Stored items
· · ·

use std::sync::Arc;

use serde::{Deserialize, Serialize};
use serde_json::{Map, Value};
use tracing::{debug, warn};

use crate::errors::StorageError;
use crate::session::storage::StorageRef;

/// Fixed storage key the session is persisted under
pub const SESSION_KEY: &str = "mini-tweeter-user";

/// Read-only view of the profile fields stored under `user`.
///
/// Fields that are missing or not strings read as `None`; everything else is in `extra`.
#[derive(Debug, Clone, Default, PartialEq)]
pub struct Profile {
    pub username: Option<String>,
    pub name: Option<String>,
    pub last_name: Option<String>,
    pub email: Option<String>,
    pub extra: Map<String, Value>,
}

impl Profile {
    fn from_map(map: &Map<String, Value>) -> Self {
        let text = |key: &str| map.get(key).and_then(Value::as_str).map(str::to_string);
        let extra = map
            .iter()
            .filter(|(key, _)| !matches!(key.as_str(), "username" | "name" | "lastName" | "email"))
            .map(|(key, value)| (key.clone(), value.clone()))
            .collect();

        Self {
            username: text("username"),
            name: text("name"),
            last_name: text("lastName"),
            email: text("email"),
            extra,
        }
    }

    /// `name`, falling back to a server-supplied `firstName`
    pub fn display_name(&self) -> Option<&str> {
        self.name
            .as_deref()
            .filter(|n| !n.is_empty())
            .or_else(|| self.extra.get("firstName").and_then(Value::as_str))
    }
}

/// Persisted authenticated-user payload.
///
/// The JSON object is kept exactly as it was stored. Typed accessors read from
/// it leniently and never reject a session because a field has an odd shape.
#[derive(Debug, Clone, Default, PartialEq, Serialize, Deserialize)]
#[serde(transparent)]
pub struct Session(Map<String, Value>);

impl Session {
    /// Build a session from a raw response body, `None` unless the body is a JSON object
    pub fn from_value(value: Value) -> Option<Self> {
        match value {
            Value::Object(map) => Some(Self(map)),
            _ => None,
        }
    }

    pub fn as_map(&self) -> &Map<String, Value> {
        &self.0
    }

    pub fn into_value(self) -> Value {
        Value::Object(self.0)
    }

    /// Bearer credential: `access`, else `accessToken`. Non-string and empty values are ignored.
    pub fn access_token(&self) -> Option<&str> {
        ["access", "accessToken"].iter().find_map(|key| {
            self.0
                .get(*key)
                .and_then(Value::as_str)
                .filter(|token| !token.is_empty())
        })
    }

    pub fn refresh_token(&self) -> Option<&str> {
        self.0.get("refresh").and_then(Value::as_str)
    }

    /// Profile view of `user`, `None` when `user` is absent or not an object
    pub fn profile(&self) -> Option<Profile> {
        self.0
            .get("user")
            .and_then(Value::as_object)
            .map(Profile::from_map)
    }

    /// Merge a profile update into the fields stored under `user`.
    ///
    /// Each key of `update` overwrites the field of the same name; other fields
    /// are kept. A `user` that is not an object is replaced. Anything other than
    /// a JSON object as `update` is ignored.
    pub fn merge_profile(&mut self, update: &Value) {
        let Some(fields) = update.as_object() else {
            return;
        };

        let user = self
            .0
            .entry("user")
            .or_insert_with(|| Value::Object(Map::new()));
        if !user.is_object() {
            *user = Value::Object(Map::new());
        }
        if let Value::Object(profile) = user {
            for (key, value) in fields {
                profile.insert(key.clone(), value.clone());
            }
        }
    }
}

/// Single point of truth for the current user's credentials and profile.
///
/// At most one session is persisted, under a fixed key. Writes replace the
/// previous value wholesale; any merging happens before `set_session`.
#[derive(Debug, Clone)]
pub struct SessionStore {
    storage: StorageRef,
    key: String,
}

impl SessionStore {
    pub fn new(storage: StorageRef) -> Self {
        Self::with_key(storage, SESSION_KEY)
    }

    pub fn with_key(storage: StorageRef, key: impl Into<String>) -> Self {
        Self {
            storage,
            key: key.into(),
        }
    }

    pub fn key(&self) -> &str {
        &self.key
    }

    /// Persist `session`, overwriting whatever was stored
    pub fn set_session<T: Serialize + ?Sized>(&self, session: &T) -> Result<(), StorageError> {
        let encoded = serde_json::to_string(session)?;
        self.storage.set(&self.key, &encoded)?;
        debug!(key = %self.key, "Session stored");
        Ok(())
    }

    /// The stored session, or `None` when nothing is stored or the stored text
    /// is not a JSON object.
    ///
    /// Only a failure of the storage primitive itself is returned as an error.
    pub fn get_session(&self) -> Result<Option<Session>, StorageError> {
        let Some(raw) = self.storage.get(&self.key)? else {
            return Ok(None);
        };
        if raw.is_empty() {
            return Ok(None);
        }

        match serde_json::from_str::<Value>(&raw) {
            Ok(value) => {
                let session = Session::from_value(value);
                if session.is_none() {
                    warn!(key = %self.key, "Ignoring stored session that is not an object");
                }
                Ok(session)
            }
            Err(e) => {
                warn!(key = %self.key, error = %e, "Ignoring malformed stored session");
                Ok(None)
            }
        }
    }

    /// Access token of the current session, if any
    pub fn access_token(&self) -> Result<Option<String>, StorageError> {
        Ok(self
            .get_session()?
            .and_then(|session| session.access_token().map(str::to_string)))
    }

    /// Delete the stored session. Removing when nothing is stored is a no-op.
    pub fn remove_session(&self) -> Result<(), StorageError> {
        self.storage.remove(&self.key)?;
        debug!(key = %self.key, "Session removed");
        Ok(())
    }
}

/// Type alias for Arc-wrapped SessionStore handles shared with the gateway
pub type SessionStoreRef = Arc<SessionStore>;
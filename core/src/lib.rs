// Client core for Mini Tweeter:
// - Session store persisting the authenticated user's tokens and profile
// - API gateway attaching the bearer token to every outbound call
// - Error normalization into a uniform result shape
// - Auth service for register / login / logout / profile update
// - Configuration loading and shared error types

// Export session module - Session store and storage backends
pub mod session;
pub use session::*;

// Export gateway module - Outbound HTTP client
pub mod gateway;
pub use gateway::{ApiGateway, ApiResponse};

// Export result module - Normalized call results
pub mod result;
pub use result::*;

// Export auth module - Authentication and profile calls
pub mod auth;
pub use auth::{AuthService, LoginRequest, ProfileUpdate, RegisterRequest};

// Export config module - Configuration loading
pub mod config;
pub use config::*;

// Export errors module - Shared error types
pub mod errors;
pub use errors::*;

/// Re-exported so callers can cancel in-flight calls without depending on tokio-util directly
pub use tokio_util::sync::CancellationToken;
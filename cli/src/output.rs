use colored::*;
use indicatif::{ProgressBar, ProgressStyle};
use std::time::Duration;
use tweeter_core::{NormalizedResult, Session};

/// Spinner shown while a call to the API is in flight
pub fn spinner(message: &str) -> ProgressBar {
    let spinner = ProgressBar::new_spinner();
    if let Ok(style) = ProgressStyle::default_spinner()
        .tick_chars("⠋⠙⠹⠸⠼⠴⠦⠧⠇⠏")
        .template("{spinner} {msg}")
    {
        spinner.set_style(style);
    }
    spinner.set_message(message.to_string());
    spinner.enable_steady_tick(Duration::from_millis(120));
    spinner
}

pub fn print_success(message: &str) {
    println!("{} {}", "✔".green().bold(), message);
}

pub fn print_failure(result: &NormalizedResult) {
    eprintln!("{} {}", "Error:".red().bold(), result.message.red());
}

/// Print the profile held in the session
pub fn print_profile(session: &Session) {
    let Some(user) = session.profile() else {
        println!("{}", "Logged in, but no profile is stored.".yellow());
        return;
    };

    let field = |label: &str, value: Option<&str>| {
        println!("  {:<10} {}", format!("{}:", label).cyan(), value.unwrap_or("-"));
    };
    println!("{}", "Profile".bold());
    field("Username", user.username.as_deref());
    field("Name", user.display_name());
    field("Last name", user.last_name.as_deref());
    field("Email", user.email.as_deref());
    for (key, value) in &user.extra {
        if key == "firstName" {
            continue;
        }
        println!("  {:<10} {}", format!("{}:", key).cyan(), value);
    }
}
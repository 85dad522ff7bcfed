//! Uniform result shapes handed back to callers of the API gateway.
//!
//! Every failed call is classified into a [`CallFailure`] and then turned into
//! a [`NormalizedResult`] by [`handle_error`], which is a pure function.

use serde::{Deserialize, Serialize};
use serde_json::Value;

pub const CANCELED_MESSAGE: &str = "canceled";
pub const TIMEOUT_MESSAGE: &str = "timeout";
pub const FALLBACK_MESSAGE: &str = "Something went wrong. Please try again later.";

/// Outcome of a call that did not succeed
#[derive(Debug, Clone, PartialEq)]
pub enum CallFailure {
    /// The caller cancelled the call before it resolved
    Canceled,
    /// The call exceeded the gateway timeout
    TimedOut,
    /// The server answered with a failure status
    Status { code: u16, body: Option<Value> },
    /// No usable response: connection refused, DNS failure, broken body, ...
    Transport(String),
    /// The session could not be read, so the request was never sent
    Storage(String),
}

/// Failure shape rendered by callers
#[derive(Debug, Clone, PartialEq, Eq, Serialize, Deserialize)]
pub struct NormalizedResult {
    /// Always `false` for results built by [`handle_error`]
    pub status: bool,
    pub code: Option<u16>,
    pub message: String,
}

impl NormalizedResult {
    pub fn failure(code: Option<u16>, message: impl Into<String>) -> Self {
        Self {
            status: false,
            code,
            message: message.into(),
        }
    }
}

impl std::fmt::Display for NormalizedResult {
    fn fmt(&self, f: &mut std::fmt::Formatter<'_>) -> std::fmt::Result {
        match self.code {
            Some(code) => write!(f, "{} ({})", self.message, code),
            None => write!(f, "{}", self.message),
        }
    }
}

impl std::error::Error for NormalizedResult {}

/// Success shape built by callers from a raw response
#[derive(Debug, Clone, PartialEq, Serialize, Deserialize)]
pub struct ServiceResponse {
    pub status: bool,
    pub data: Value,
}

impl ServiceResponse {
    pub fn new(data: Value) -> Self {
        Self { status: true, data }
    }
}

/// Outcome of a service call
pub type ApiResult = Result<ServiceResponse, NormalizedResult>;

/// Map a failed call to exactly one [`NormalizedResult`].
///
/// Precedence: cancellation, then timeout, then known failure statuses, then
/// the generic fallback. The 401 and 403 default labels are kept as the
/// backend's clients have always shown them.
pub fn handle_error(failure: &CallFailure) -> NormalizedResult {
    match failure {
        CallFailure::Canceled => NormalizedResult::failure(None, CANCELED_MESSAGE),
        CallFailure::TimedOut => NormalizedResult::failure(None, TIMEOUT_MESSAGE),
        CallFailure::Status { code, body } => {
            let code = *code;
            let default_message = match code {
                400 => "Bad request",
                401 => "Forbidden",
                403 => "Unauthorized",
                404 => return NormalizedResult::failure(Some(code), "Not found"),
                409 => return NormalizedResult::failure(Some(code), "Conflict"),
                413 => {
                    return NormalizedResult::failure(
                        Some(code),
                        "Selected profile picture is too large",
                    )
                }
                _ => return NormalizedResult::failure(None, FALLBACK_MESSAGE),
            };

            let message = body
                .as_ref()
                .and_then(server_message)
                .unwrap_or_else(|| default_message.to_string());
            NormalizedResult::failure(Some(code), message)
        }
        CallFailure::Transport(_) => NormalizedResult::failure(None, FALLBACK_MESSAGE),
        CallFailure::Storage(reason) => {
            NormalizedResult::failure(None, format!("Session storage unavailable: {}", reason))
        }
    }
}

/// Server-supplied explanation: `message`, then `detail`.
///
/// A field counts when it is truthy: `null`, `false`, `0` and `""` are skipped.
/// Strings are used as they are; other values are rendered as JSON text.
fn server_message(body: &Value) -> Option<String> {
    ["message", "detail"].iter().find_map(|field| match body.get(field)? {
        Value::Null | Value::Bool(false) => None,
        Value::String(text) if text.is_empty() => None,
        Value::String(text) => Some(text.clone()),
        Value::Number(n) if n.as_f64() == Some(0.0) => None,
        other => Some(other.to_string()),
    })
}

#[cfg(test)]
mod tests {
    use super::*;
    use serde_json::json;

    fn status(code: u16, body: Option<Value>) -> CallFailure {
        CallFailure::Status { code, body }
    }

    #[test]
    fn test_canceled_and_timeout() {
        assert_eq!(
            handle_error(&CallFailure::Canceled),
            NormalizedResult::failure(None, "canceled")
        );
        assert_eq!(
            handle_error(&CallFailure::TimedOut),
            NormalizedResult::failure(None, "timeout")
        );
    }

    #[test]
    fn test_bad_request_with_server_message() {
        let result = handle_error(&status(400, Some(json!({"message": "X"}))));
        assert_eq!(
            result,
            NormalizedResult {
                status: false,
                code: Some(400),
                message: "X".to_string()
            }
        );
    }

    #[test]
    fn test_bad_request_default() {
        assert_eq!(
            handle_error(&status(400, None)),
            NormalizedResult::failure(Some(400), "Bad request")
        );
        assert_eq!(
            handle_error(&status(400, Some(json!({"errors": ["x"]})))),
            NormalizedResult::failure(Some(400), "Bad request")
        );
    }

    #[test]
    fn test_detail_is_second_choice() {
        let body = json!({"detail": "No active account found with the given credentials"});
        assert_eq!(
            handle_error(&status(401, Some(body))),
            NormalizedResult::failure(
                Some(401),
                "No active account found with the given credentials"
            )
        );

        let body = json!({"message": "first", "detail": "second"});
        assert_eq!(handle_error(&status(403, Some(body))).message, "first");

        let body = json!({"message": "", "detail": "second"});
        assert_eq!(handle_error(&status(400, Some(body))).message, "second");
    }

    #[test]
    fn test_auth_defaults_keep_legacy_labels() {
        assert_eq!(handle_error(&status(401, None)).message, "Forbidden");
        assert_eq!(handle_error(&status(403, None)).message, "Unauthorized");
    }

    #[test]
    fn test_truthy_message_values_are_used() {
        assert_eq!(handle_error(&status(403, Some(json!({"message": 12})))).message, "12");
        assert_eq!(handle_error(&status(400, Some(json!({"message": true})))).message, "true");
        assert_eq!(
            handle_error(&status(400, Some(json!({"detail": ["This field is required."]})))).message,
            "[\"This field is required.\"]"
        );
        assert_eq!(
            handle_error(&status(401, Some(json!({"message": {"email": "invalid"}})))).message,
            "{\"email\":\"invalid\"}"
        );
    }

    #[test]
    fn test_falsy_message_values_fall_through() {
        for falsy in [json!(null), json!(false), json!(0), json!("")] {
            let body = json!({"message": falsy.clone(), "detail": "second"});
            assert_eq!(handle_error(&status(400, Some(body))).message, "second");

            let body = json!({"message": falsy, "detail": falsy});
            assert_eq!(handle_error(&status(403, Some(body))).message, "Unauthorized");
        }
    }

    #[test]
    fn test_fixed_messages_ignore_body() {
        let body = Some(json!({"message": "ignored", "detail": "ignored"}));
        assert_eq!(
            handle_error(&status(404, body.clone())),
            NormalizedResult::failure(Some(404), "Not found")
        );
        assert_eq!(
            handle_error(&status(409, body.clone())),
            NormalizedResult::failure(Some(409), "Conflict")
        );
        assert_eq!(
            handle_error(&status(413, body)),
            NormalizedResult::failure(Some(413), "Selected profile picture is too large")
        );
    }

    #[test]
    fn test_fallback() {
        let expected = NormalizedResult::failure(None, FALLBACK_MESSAGE);
        assert_eq!(handle_error(&status(500, Some(json!({"message": "boom"})))), expected);
        assert_eq!(handle_error(&status(422, None)), expected);
        assert_eq!(
            handle_error(&CallFailure::Transport("connection refused".to_string())),
            expected
        );
    }

    #[test]
    fn test_storage_failure_is_reported() {
        let result = handle_error(&CallFailure::Storage("Storage lock poisoned: x".to_string()));
        assert_eq!(result.code, None);
        assert_eq!(
            result.message,
            "Session storage unavailable: Storage lock poisoned: x"
        );
    }

    #[test]
    fn test_is_pure() {
        let failure = status(400, Some(json!({"detail": "bad"})));
        assert_eq!(handle_error(&failure), handle_error(&failure));
        assert!(!handle_error(&failure).status);
    }

    #[test]
    fn test_display() {
        assert_eq!(
            NormalizedResult::failure(Some(404), "Not found").to_string(),
            "Not found (404)"
        );
        assert_eq!(NormalizedResult::failure(None, "timeout").to_string(), "timeout");
    }
}
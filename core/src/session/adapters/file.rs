use std::fs;
use std::io::ErrorKind;
use std::path::{Path, PathBuf};

use tracing::{debug, warn};

use crate::errors::StorageError;
use crate::session::storage::KeyValueStorage;

/// Durable KeyValueStorage keeping one file per key inside a directory.
///
/// Writes land in a temporary sibling file which is renamed over the target,
/// so readers never see a half-written value.
#[derive(Debug, Clone)]
pub struct FileStorage {
    dir: PathBuf,
}

impl FileStorage {
    /// Create a FileStorage rooted at `dir`. The directory is created on first write.
    pub fn new(dir: impl Into<PathBuf>) -> Self {
        Self { dir: dir.into() }
    }

    pub fn dir(&self) -> &Path {
        &self.dir
    }

    fn path_for(&self, key: &str) -> PathBuf {
        let file_name: String = key
            .chars()
            .map(|c| {
                if c.is_ascii_alphanumeric() || c == '-' || c == '_' || c == '.' {
                    c
                } else {
                    '_'
                }
            })
            .collect();
        self.dir.join(format!("{}.json", file_name))
    }
}

impl KeyValueStorage for FileStorage {
    fn get(&self, key: &str) -> Result<Option<String>, StorageError> {
        let path = self.path_for(key);
        match fs::read_to_string(&path) {
            Ok(content) => Ok(Some(content)),
            Err(e) if e.kind() == ErrorKind::NotFound => Ok(None),
            // Non-UTF-8 bytes are malformed data, not an environment failure
            Err(e) if e.kind() == ErrorKind::InvalidData => {
                warn!(path = %path.display(), "Stored value is not valid UTF-8");
                Ok(Some(String::new()))
            }
            Err(e) => Err(StorageError::Io(e)),
        }
    }

    fn set(&self, key: &str, value: &str) -> Result<(), StorageError> {
        fs::create_dir_all(&self.dir)?;

        let path = self.path_for(key);
        let tmp_path = path.with_extension("json.tmp");
        fs::write(&tmp_path, value)?;
        fs::rename(&tmp_path, &path)?;

        debug!(path = %path.display(), "Wrote value");
        Ok(())
    }

    fn remove(&self, key: &str) -> Result<(), StorageError> {
        let path = self.path_for(key);
        match fs::remove_file(&path) {
            Ok(()) => {
                debug!(path = %path.display(), "Removed value");
                Ok(())
            }
            Err(e) if e.kind() == ErrorKind::NotFound => Ok(()),
            Err(e) => Err(StorageError::Io(e)),
        }
    }
}
use reqwest::{Method, StatusCode};
use serde::{Deserialize, Serialize};
use tokio_util::sync::CancellationToken;
use tracing::{info, instrument, warn};

use crate::gateway::ApiGateway;
use crate::result::{handle_error, ApiResult, NormalizedResult, ServiceResponse};

pub const REGISTER_PATH: &str = "/register/";
pub const LOGIN_PATH: &str = "/login/";
pub const LOGOUT_PATH: &str = "/logout/";
pub const PROFILE_PATH: &str = "/profile/";

/// Sign-up form payload
#[derive(Debug, Clone, Serialize, Deserialize)]
pub struct RegisterRequest {
    #[serde(rename = "firstName")]
    pub first_name: String,
    #[serde(rename = "lastName")]
    pub last_name: String,
    pub email: String,
    pub password: String,
}

/// Login form payload
#[derive(Debug, Clone, Serialize, Deserialize)]
pub struct LoginRequest {
    pub email: String,
    pub password: String,
}

/// Profile editor payload. The password is only sent when it is being changed.
#[derive(Debug, Clone, Default, Serialize, Deserialize)]
pub struct ProfileUpdate {
    #[serde(skip_serializing_if = "Option::is_none")]
    pub username: Option<String>,
    #[serde(skip_serializing_if = "Option::is_none")]
    pub name: Option<String>,
    #[serde(rename = "lastName", skip_serializing_if = "Option::is_none")]
    pub last_name: Option<String>,
    #[serde(skip_serializing_if = "Option::is_none")]
    pub email: Option<String>,
    #[serde(skip_serializing_if = "Option::is_none")]
    pub password: Option<String>,
}

/// Authentication and profile calls against the remote API
#[derive(Debug, Clone)]
pub struct AuthService {
    gateway: ApiGateway,
    cancel: Option<CancellationToken>,
}

impl AuthService {
    pub fn new(gateway: ApiGateway) -> Self {
        Self {
            gateway,
            cancel: None,
        }
    }

    /// A copy of this service whose calls are abandoned once `token` is cancelled
    pub fn with_cancellation(&self, token: CancellationToken) -> Self {
        Self {
            gateway: self.gateway.clone(),
            cancel: Some(token),
        }
    }

    pub fn gateway(&self) -> &ApiGateway {
        &self.gateway
    }

    #[instrument(skip_all)]
    pub async fn register<T: Serialize + ?Sized>(&self, data: &T) -> ApiResult {
        self.send(Method::POST, REGISTER_PATH, data, StatusCode::CREATED)
            .await
    }

    /// On success `data` holds the session payload to persist
    #[instrument(skip_all)]
    pub async fn login<T: Serialize + ?Sized>(&self, data: &T) -> ApiResult {
        self.send(Method::POST, LOGIN_PATH, data, StatusCode::OK).await
    }

    #[instrument(skip_all)]
    pub async fn logout<T: Serialize + ?Sized>(&self, data: &T) -> ApiResult {
        self.send(Method::POST, LOGOUT_PATH, data, StatusCode::CREATED)
            .await
    }

    #[instrument(skip_all)]
    pub async fn update_profile<T: Serialize + ?Sized>(&self, data: &T) -> ApiResult {
        self.send(Method::PATCH, PROFILE_PATH, data, StatusCode::OK)
            .await
    }

    async fn send<T: Serialize + ?Sized>(
        &self,
        method: Method,
        path: &str,
        data: &T,
        expected: StatusCode,
    ) -> ApiResult {
        match self
            .gateway
            .call(method, path, Some(data), self.cancel.as_ref())
            .await
        {
            Ok(response) if response.status == expected => {
                info!(path, "Call succeeded");
                Ok(ServiceResponse::new(response.body.unwrap_or_default()))
            }
            Ok(response) => {
                warn!(path, status = %response.status, expected = %expected, "Unexpected response status");
                Err(NormalizedResult::failure(
                    Some(response.status.as_u16()),
                    "Unexpected response status",
                ))
            }
            Err(failure) => Err(handle_error(&failure)),
        }
    }
}

#[cfg(test)]
mod tests {
    use super::*;
    use serde_json::json;

    #[test]
    fn test_register_request_field_names() {
        let request = RegisterRequest {
            first_name: "Jane".to_string(),
            last_name: "Doe".to_string(),
            email: "jane@example.com".to_string(),
            password: "secret".to_string(),
        };
        assert_eq!(
            serde_json::to_value(&request).unwrap(),
            json!({
                "firstName": "Jane",
                "lastName": "Doe",
                "email": "jane@example.com",
                "password": "secret"
            })
        );
    }

    #[test]
    fn test_profile_update_omits_unset_fields() {
        let update = ProfileUpdate {
            name: Some("Jane".to_string()),
            last_name: Some("Doe".to_string()),
            ..ProfileUpdate::default()
        };
        assert_eq!(
            serde_json::to_value(&update).unwrap(),
            json!({"name": "Jane", "lastName": "Doe"})
        );
    }
}
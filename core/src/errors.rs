use thiserror::Error;

/// Failure of the underlying key/value storage primitive.
///
/// These are environment-level failures (disk full, permissions, poisoned
/// lock). They are never produced for a missing or malformed value.
#[derive(Error, Debug)]
pub enum StorageError {
    #[error("Storage I/O error: {0}")]
    Io(#[from] std::io::Error),

    #[error("Storage lock poisoned: {0}")]
    Poisoned(String),

    #[error("Failed to serialize session: {0}")]
    Serialize(#[from] serde_json::Error),
}

/// Crate-level errors for configuration loading and client construction
#[derive(Error, Debug)]
pub enum TweeterError {
    #[error("Configuration Error: {0}")]
    ConfigError(String),

    #[error(transparent)]
    ReqwestError(#[from] reqwest::Error),
}

/// Result type for client core operations
pub type TweeterResult<T> = Result<T, TweeterError>;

· · ·

◆ REQUIREMENT: All the lines that hold the word "email" must appear in the answer, copied from the records.

◆ SOLUTION BELOW:
    pub email: Option<String>,
            .filter(|(key, _)| !matches!(key.as_str(), "username" | "name" | "lastName" | "email"))
            email: text("email"),
    field("Email", user.email.as_deref());
            handle_error(&status(401, Some(json!({"message": {"email": "invalid"}})))).message,
            "{\"email\":\"invalid\"}"
    pub email: String,
    pub email: String,
    pub email: Option<String>,
            email: "jane@example.com".to_string(),
                "email": "jane@example.com",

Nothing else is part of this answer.